THE PROBLEM: Which lines of the data hold the word "join"? Copy all of them.
*** Opening of THE RECORDS ***
//! Storage engine control plane for pmstore
//!
//! This crate manages the persistent pools of one storage directory:
//! - Engine: pool registry with create/get/drop of record stores and
//!   sorted data interfaces, startup recovery flag, clean shutdown
//! - IdentCatalog: persistent ident → namespace directory with the
//!   safe-shutdown marker
//! - IndexCatalog: per-collection list of index trees
//! - RecordMap / RecordStore: records of one collection
//! - SortedDataInterface: one secondary index
//! - Change / RecoveryUnit: commit or undo record mutations with the
//!   enclosing unit of work
//!
//! The engine is the only component that opens and closes pools.

#![warn(missing_docs)]
#![warn(clippy::all)]

pub mod catalog;
pub mod change;
mod collection;
pub mod database;
pub mod index_catalog;
pub mod record_map;
pub mod record_store;
pub mod recovery_unit;
pub mod sorted;

pub use catalog::IdentCatalog;
pub use change::Change;
pub use database::{Engine, EngineConfig, CONFIG_FILE_NAME, LOCK_FILE_NAME};
pub use index_catalog::IndexCatalog;
pub use record_map::{Record, RecordMap};
pub use record_store::{CollectionOptions, RecordStore};
pub use recovery_unit::{FinalizeStats, RecoveryUnit};
pub use sorted::{IndexDescriptor, SortedDataInterface};
/// Attribute pool errors to the ident they were raised for
fn pool_error(ident: &Ident, e: PoolError) -> PmseError {
    match e {
        PoolError::OutOfSpace {
            requested,
            available,
            ..
        } => PmseError::OutOfSpace {
            ident: ident.to_string(),
            requested,
            available,
        },
        PoolError::NotFound { .. } => PmseError::not_found(format!("pool for '{}'", ident)),
        other => other.into(),
    }
}

fn lock_directory(db_path: &Path) -> PmseResult<File> {
    let lock_path = db_path.join(LOCK_FILE_NAME);
    let lock_file = OpenOptions::new()
        .create(true)
        .truncate(false)
        .read(true)
        .write(true)
        .open(&lock_path)
        .map_err(|e| PmseError::fatal_init(format!("failed to open lock file: {}", e)))?;
    fs2::FileExt::try_lock_exclusive(&lock_file).map_err(|_| {
        PmseError::fatal_init(format!(
            "storage directory '{}' is already in use by another engine",
            db_path.display()
        ))
    })?;
    Ok(lock_file)
}

fn open_catalog(db_path: &Path, config: &EngineConfig) -> PmseResult<IdentCatalog> {
    let path = db_path.join(IDENT_LIST_FILENAME);
    let options = config.pool_options();
    let pool = if path.exists() {
        options.open(&path, IDENT_LIST_LAYOUT)
    } else {
        options.create(&path, IDENT_LIST_LAYOUT, config.ident_list_pool_size)
    }
    .map_err(|e| {
        error!(target: "pmstore::engine", path = %path.display(), error = %e, "Cannot open ident list pool");
        PmseError::fatal_init(format!("ident list pool '{}': {}", path.display(), e))
    })?;

    IdentCatalog::initialize(pool)
        .map_err(|e| PmseError::fatal_init(format!("ident catalog: {}", e)))
}

/// Best-effort delete of an ident's backing storage
fn remove_storage(path: &Path) {
    let result = match fs::symlink_metadata(path) {
        Ok(meta) if meta.is_dir() => fs::remove_dir_all(path),
        Ok(_) => fs::remove_file(path),
        Err(e) => Err(e),
    };
    match result {
        Ok(()) => debug!(target: "pmstore::engine", path = %path.display(), "Pool storage removed"),
        Err(e) if e.kind() == io::ErrorKind::NotFound => {}
        Err(e) => {
            warn!(target: "pmstore::engine", path = %path.display(), error = %e, "Failed to remove pool storage");
        }
    }
}
//! pmstore - persistent pool registry and crash-safe catalog for a document
//! storage engine
//!
//! pmstore keeps every collection of a storage directory in its own
//! persistent pool and tracks them in a catalog that survives crashes.
//!
//! # Quick Start
//!
//! ```ignore
//! use pmstore::{CollectionOptions, Engine, Ident, RecoveryUnit};
//!
//! let engine = Engine::open("/path/to/data")?;
//! let ident = Ident::new("collection-0")?;
//! let store = engine.create_record_store(&"shop.orders".into(), &ident, &CollectionOptions::default())?;
//!
//! let mut ru = RecoveryUnit::new();
//! let loc = store.insert_record(&mut ru, b"order #1")?;
//! ru.commit_unit_of_work()?;
//!
//! assert_eq!(store.find_record(loc)?, Some(b"order #1".to_vec()));
//! engine.clean_shutdown()?;
//! ```
//!
//! # Architecture
//!
//! - `pmstore-core`: shared types, errors and limits
//! - `pmstore-storage`: the persistent pool primitive
//! - `pmstore-engine`: catalog, record stores, indexes and the engine

pub use pmstore_core::{
    Ident, Namespace, ObjectId, PmseError, PmseResult, RecordId, IDENT_NAME_CAPACITY, MIN_POOL_SIZE,
};
pub use pmstore_engine::*;
pub use pmstore_storage::{PersistentPool, PoolError, PoolOptions};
*** Close of THE RECORDS ***
SOLUTION FOR THIS TASK:
    let lock_path = db_path.join(LOCK_FILE_NAME);
    let path = db_path.join(IDENT_LIST_FILENAME);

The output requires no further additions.